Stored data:
++++++++++

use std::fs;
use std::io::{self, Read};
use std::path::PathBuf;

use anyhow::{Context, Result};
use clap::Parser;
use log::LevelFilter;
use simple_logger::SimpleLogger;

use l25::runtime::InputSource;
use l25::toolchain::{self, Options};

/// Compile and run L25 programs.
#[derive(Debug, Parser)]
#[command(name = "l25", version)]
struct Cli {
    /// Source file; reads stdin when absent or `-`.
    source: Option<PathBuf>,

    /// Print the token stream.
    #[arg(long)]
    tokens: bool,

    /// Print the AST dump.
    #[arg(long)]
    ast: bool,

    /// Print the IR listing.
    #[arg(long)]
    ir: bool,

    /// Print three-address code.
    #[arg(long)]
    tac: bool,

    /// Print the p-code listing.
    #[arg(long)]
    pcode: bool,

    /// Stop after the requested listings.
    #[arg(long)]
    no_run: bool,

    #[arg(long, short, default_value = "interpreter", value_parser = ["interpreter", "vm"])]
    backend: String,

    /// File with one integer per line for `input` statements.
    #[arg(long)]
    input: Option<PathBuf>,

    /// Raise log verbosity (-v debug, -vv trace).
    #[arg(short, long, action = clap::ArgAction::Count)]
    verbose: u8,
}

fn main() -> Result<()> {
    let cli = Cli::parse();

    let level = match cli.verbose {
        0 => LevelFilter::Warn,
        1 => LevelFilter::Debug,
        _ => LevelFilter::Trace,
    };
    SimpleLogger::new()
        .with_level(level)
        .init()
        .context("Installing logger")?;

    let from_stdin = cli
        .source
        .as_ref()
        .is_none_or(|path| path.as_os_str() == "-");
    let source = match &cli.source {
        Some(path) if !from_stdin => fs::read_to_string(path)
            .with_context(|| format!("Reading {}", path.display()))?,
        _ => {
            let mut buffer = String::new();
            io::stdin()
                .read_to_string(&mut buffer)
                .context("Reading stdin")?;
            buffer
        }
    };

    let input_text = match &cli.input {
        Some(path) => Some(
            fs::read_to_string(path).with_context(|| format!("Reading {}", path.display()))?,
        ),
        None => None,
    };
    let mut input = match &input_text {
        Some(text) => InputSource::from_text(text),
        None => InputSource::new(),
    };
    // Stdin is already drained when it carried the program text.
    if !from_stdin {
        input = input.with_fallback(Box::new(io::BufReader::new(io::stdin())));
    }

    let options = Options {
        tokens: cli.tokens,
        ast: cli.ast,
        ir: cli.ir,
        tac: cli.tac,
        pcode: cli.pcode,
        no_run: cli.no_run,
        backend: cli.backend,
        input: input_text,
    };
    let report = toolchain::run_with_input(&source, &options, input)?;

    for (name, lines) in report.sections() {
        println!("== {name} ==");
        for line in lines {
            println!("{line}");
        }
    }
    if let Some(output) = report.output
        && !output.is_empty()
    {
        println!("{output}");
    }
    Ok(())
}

++++++++++

:: DESCRIPTION OF THE TASK ::
For each line in the data that contains the string "backend", give a copy of that line.

:: ANSWER FOR THE TASK ::
    backend: String,
        backend: cli.backend,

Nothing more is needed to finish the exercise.